* The problem *
Each line below that holds the word "ToolCall" counts toward the answer; reply with the total number only.

* Records provided *
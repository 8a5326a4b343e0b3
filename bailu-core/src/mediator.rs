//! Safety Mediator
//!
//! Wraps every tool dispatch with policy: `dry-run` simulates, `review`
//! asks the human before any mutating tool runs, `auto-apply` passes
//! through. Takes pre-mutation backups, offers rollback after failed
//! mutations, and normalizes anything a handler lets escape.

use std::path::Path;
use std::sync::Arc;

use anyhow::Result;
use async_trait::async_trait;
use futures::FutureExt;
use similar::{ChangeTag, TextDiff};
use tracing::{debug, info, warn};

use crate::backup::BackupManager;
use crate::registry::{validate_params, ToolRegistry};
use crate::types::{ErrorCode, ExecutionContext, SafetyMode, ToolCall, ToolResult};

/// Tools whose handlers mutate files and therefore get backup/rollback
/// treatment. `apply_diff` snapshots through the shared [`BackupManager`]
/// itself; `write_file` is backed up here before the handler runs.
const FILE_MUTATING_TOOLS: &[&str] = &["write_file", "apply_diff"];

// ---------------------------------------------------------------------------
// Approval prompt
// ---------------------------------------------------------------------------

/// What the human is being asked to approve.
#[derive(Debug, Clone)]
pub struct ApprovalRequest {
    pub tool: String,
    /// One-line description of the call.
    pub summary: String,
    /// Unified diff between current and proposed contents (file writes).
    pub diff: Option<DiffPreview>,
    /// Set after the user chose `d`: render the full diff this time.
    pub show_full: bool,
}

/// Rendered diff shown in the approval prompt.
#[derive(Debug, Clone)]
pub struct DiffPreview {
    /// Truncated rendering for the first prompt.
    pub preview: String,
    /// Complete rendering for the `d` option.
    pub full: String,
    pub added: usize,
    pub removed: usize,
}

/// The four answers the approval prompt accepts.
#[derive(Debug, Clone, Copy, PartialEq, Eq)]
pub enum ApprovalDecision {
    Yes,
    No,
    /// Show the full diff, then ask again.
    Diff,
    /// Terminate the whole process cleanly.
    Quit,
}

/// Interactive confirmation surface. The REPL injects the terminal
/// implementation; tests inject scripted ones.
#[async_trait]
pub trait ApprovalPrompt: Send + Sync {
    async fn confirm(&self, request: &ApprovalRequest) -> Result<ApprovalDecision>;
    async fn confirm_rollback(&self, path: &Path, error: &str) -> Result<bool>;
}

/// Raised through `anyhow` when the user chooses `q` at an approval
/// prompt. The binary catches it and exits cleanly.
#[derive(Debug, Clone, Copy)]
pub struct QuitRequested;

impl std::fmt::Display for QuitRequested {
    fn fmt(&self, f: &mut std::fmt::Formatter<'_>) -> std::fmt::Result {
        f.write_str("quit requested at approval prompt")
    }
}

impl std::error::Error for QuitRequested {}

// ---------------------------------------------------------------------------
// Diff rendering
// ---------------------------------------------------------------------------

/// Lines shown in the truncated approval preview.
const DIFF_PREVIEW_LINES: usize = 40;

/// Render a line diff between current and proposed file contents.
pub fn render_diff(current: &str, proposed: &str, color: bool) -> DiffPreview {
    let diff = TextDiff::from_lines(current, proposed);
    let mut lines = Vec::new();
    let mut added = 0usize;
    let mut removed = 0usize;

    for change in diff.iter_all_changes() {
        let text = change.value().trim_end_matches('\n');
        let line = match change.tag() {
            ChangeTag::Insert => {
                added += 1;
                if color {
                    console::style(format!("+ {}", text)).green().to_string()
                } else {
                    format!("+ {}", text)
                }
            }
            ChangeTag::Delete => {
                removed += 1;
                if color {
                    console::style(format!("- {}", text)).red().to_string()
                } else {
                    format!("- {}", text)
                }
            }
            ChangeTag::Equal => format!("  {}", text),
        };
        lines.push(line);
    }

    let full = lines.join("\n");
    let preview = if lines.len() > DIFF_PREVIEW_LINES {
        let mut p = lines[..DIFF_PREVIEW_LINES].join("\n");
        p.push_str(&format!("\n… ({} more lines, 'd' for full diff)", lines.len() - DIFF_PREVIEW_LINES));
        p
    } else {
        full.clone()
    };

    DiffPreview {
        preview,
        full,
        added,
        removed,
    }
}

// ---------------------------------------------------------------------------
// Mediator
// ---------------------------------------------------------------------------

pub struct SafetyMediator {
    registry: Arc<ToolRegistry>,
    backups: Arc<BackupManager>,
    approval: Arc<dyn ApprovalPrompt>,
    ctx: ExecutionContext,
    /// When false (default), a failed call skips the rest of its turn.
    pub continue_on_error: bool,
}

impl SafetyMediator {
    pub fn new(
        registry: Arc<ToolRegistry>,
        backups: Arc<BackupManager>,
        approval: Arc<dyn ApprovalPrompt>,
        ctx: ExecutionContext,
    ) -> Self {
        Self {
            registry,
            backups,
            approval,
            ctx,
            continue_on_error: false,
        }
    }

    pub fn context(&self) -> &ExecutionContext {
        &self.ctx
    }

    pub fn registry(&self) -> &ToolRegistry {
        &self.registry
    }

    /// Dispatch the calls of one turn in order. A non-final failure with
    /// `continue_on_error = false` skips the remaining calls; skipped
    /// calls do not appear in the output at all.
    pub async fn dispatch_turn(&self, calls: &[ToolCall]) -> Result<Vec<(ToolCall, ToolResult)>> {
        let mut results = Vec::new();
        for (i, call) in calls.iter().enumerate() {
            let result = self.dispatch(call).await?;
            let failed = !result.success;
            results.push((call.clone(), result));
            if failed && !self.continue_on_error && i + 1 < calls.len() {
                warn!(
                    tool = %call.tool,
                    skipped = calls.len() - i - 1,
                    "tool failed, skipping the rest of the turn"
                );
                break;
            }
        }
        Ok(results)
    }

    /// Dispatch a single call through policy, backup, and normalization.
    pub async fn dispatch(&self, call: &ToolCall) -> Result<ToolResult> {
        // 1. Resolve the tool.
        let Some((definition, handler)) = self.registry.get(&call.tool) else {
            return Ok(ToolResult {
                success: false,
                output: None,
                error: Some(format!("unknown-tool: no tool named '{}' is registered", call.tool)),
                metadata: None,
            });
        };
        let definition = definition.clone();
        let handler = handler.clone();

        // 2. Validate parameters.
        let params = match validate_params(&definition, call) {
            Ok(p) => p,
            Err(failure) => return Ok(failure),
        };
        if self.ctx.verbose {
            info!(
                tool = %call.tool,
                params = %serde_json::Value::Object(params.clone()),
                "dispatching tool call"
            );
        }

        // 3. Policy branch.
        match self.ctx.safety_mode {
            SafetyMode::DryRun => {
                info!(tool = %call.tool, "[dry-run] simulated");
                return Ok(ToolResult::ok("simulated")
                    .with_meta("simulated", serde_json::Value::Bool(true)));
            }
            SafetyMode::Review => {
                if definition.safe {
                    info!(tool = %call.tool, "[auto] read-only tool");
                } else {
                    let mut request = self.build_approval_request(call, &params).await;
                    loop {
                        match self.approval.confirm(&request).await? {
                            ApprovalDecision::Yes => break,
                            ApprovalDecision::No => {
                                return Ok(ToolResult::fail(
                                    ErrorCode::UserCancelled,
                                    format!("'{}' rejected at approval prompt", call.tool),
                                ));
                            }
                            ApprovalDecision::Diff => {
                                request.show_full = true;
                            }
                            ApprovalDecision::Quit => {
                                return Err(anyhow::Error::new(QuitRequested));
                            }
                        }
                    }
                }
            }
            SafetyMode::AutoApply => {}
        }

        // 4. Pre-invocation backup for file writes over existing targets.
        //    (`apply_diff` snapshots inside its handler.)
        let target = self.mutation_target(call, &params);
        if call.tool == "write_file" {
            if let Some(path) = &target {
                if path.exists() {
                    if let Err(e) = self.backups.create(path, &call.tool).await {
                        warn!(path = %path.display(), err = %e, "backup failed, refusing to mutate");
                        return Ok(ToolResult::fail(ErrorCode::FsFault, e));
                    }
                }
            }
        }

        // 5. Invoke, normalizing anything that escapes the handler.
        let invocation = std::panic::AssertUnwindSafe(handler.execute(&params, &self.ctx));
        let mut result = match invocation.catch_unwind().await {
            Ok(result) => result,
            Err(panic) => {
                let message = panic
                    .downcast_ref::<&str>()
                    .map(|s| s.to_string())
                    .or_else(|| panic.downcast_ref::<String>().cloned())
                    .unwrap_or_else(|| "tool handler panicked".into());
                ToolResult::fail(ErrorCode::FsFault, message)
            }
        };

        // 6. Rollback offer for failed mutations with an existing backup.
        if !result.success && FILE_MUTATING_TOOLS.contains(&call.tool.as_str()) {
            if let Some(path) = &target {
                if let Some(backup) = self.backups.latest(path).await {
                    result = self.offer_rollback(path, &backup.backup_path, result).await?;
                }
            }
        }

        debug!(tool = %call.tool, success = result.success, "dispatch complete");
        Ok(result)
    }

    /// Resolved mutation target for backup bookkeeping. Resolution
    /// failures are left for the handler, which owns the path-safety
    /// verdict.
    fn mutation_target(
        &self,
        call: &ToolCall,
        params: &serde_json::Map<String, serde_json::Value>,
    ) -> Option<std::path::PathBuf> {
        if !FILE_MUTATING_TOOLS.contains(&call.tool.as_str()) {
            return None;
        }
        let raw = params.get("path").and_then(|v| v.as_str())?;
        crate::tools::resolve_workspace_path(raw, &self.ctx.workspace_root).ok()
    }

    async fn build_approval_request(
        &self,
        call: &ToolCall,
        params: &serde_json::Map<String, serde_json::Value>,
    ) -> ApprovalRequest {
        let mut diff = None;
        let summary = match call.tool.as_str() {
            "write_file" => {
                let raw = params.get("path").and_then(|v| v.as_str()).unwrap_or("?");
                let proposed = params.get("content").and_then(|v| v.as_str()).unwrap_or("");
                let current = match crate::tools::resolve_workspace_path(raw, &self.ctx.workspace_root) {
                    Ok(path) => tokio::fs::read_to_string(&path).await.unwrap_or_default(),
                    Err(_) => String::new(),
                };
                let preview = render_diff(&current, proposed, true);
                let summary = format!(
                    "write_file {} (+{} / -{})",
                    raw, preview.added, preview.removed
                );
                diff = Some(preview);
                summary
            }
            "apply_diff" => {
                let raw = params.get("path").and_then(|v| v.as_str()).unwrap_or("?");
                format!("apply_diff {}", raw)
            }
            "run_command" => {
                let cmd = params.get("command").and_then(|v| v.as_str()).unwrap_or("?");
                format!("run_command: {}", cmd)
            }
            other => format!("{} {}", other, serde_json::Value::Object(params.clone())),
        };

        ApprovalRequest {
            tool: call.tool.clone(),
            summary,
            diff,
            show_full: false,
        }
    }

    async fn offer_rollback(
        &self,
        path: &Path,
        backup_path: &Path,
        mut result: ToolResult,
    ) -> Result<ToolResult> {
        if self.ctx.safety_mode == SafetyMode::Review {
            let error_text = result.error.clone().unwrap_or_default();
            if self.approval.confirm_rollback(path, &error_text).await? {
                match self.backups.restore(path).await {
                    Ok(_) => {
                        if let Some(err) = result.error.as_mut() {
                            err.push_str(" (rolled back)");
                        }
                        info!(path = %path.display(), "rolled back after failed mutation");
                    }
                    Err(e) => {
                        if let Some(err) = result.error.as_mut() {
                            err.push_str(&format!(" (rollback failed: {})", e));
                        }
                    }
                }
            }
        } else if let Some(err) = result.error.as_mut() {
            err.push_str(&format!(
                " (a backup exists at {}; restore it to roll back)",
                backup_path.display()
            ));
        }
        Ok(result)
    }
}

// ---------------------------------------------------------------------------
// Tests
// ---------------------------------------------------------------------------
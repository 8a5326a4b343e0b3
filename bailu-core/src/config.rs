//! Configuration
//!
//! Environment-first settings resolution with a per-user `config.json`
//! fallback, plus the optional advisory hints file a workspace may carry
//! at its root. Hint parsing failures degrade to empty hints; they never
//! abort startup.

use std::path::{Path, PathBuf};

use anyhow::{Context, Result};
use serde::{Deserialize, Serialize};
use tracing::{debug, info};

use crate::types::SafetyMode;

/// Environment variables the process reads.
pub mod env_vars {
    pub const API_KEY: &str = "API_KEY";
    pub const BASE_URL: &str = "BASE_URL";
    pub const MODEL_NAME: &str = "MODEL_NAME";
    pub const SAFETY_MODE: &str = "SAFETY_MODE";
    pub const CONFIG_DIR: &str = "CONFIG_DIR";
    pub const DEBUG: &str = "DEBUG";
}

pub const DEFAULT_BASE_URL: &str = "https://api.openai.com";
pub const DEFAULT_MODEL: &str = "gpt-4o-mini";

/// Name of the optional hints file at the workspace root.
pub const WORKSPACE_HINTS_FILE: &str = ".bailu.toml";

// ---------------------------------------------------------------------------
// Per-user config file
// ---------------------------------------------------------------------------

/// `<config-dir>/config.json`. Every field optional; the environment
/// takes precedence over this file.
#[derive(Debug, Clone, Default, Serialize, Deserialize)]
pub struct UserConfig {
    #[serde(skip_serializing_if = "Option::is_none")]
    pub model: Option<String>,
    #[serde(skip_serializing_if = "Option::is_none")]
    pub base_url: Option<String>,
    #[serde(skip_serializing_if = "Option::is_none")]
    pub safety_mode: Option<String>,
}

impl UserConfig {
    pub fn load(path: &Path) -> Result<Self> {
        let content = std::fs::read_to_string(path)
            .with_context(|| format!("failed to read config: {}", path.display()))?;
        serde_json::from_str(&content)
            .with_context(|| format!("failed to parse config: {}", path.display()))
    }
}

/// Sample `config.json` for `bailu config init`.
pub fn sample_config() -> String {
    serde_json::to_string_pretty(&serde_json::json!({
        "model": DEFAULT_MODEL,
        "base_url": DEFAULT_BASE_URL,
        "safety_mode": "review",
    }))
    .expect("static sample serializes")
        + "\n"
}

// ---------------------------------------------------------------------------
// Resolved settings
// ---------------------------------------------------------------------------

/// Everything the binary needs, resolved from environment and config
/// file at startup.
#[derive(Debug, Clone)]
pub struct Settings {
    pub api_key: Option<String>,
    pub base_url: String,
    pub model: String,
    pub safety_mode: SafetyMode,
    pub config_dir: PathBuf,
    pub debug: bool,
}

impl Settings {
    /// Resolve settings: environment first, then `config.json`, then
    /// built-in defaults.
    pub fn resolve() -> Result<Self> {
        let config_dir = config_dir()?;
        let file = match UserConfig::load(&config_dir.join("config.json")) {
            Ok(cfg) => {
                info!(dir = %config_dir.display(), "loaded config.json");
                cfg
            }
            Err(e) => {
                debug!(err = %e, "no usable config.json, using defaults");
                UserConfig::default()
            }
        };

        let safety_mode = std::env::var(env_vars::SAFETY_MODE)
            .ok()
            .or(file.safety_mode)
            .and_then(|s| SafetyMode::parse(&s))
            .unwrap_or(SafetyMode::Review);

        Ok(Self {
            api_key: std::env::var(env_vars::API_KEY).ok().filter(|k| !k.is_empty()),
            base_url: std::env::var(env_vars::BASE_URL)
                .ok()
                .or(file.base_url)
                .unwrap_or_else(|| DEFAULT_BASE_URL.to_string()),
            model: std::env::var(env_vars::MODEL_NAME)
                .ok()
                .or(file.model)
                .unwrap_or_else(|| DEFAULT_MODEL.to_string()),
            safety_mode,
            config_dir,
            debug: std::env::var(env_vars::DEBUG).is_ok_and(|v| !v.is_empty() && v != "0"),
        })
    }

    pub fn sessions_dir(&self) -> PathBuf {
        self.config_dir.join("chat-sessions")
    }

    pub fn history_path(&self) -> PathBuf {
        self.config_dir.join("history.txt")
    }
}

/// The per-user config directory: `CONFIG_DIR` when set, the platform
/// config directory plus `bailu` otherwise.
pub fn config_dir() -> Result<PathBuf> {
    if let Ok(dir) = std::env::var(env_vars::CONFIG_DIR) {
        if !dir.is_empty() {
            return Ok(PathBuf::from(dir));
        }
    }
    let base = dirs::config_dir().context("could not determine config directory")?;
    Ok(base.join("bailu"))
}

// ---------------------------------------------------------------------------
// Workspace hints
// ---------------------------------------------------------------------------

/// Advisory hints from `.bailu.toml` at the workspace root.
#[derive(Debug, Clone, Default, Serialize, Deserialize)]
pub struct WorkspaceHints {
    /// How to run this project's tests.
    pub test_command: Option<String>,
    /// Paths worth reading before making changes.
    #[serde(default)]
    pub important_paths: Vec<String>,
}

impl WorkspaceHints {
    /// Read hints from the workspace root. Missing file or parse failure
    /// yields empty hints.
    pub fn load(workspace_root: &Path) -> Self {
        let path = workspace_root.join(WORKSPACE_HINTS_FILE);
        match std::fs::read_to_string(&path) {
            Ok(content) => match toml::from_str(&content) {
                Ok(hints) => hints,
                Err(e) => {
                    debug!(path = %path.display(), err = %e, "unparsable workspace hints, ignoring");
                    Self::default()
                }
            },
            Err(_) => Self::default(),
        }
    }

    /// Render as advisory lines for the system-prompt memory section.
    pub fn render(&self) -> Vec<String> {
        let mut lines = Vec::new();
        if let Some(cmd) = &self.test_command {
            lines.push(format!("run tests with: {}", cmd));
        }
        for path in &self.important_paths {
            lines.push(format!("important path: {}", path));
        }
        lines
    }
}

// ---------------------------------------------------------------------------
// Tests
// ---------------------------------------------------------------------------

* Task solution *
5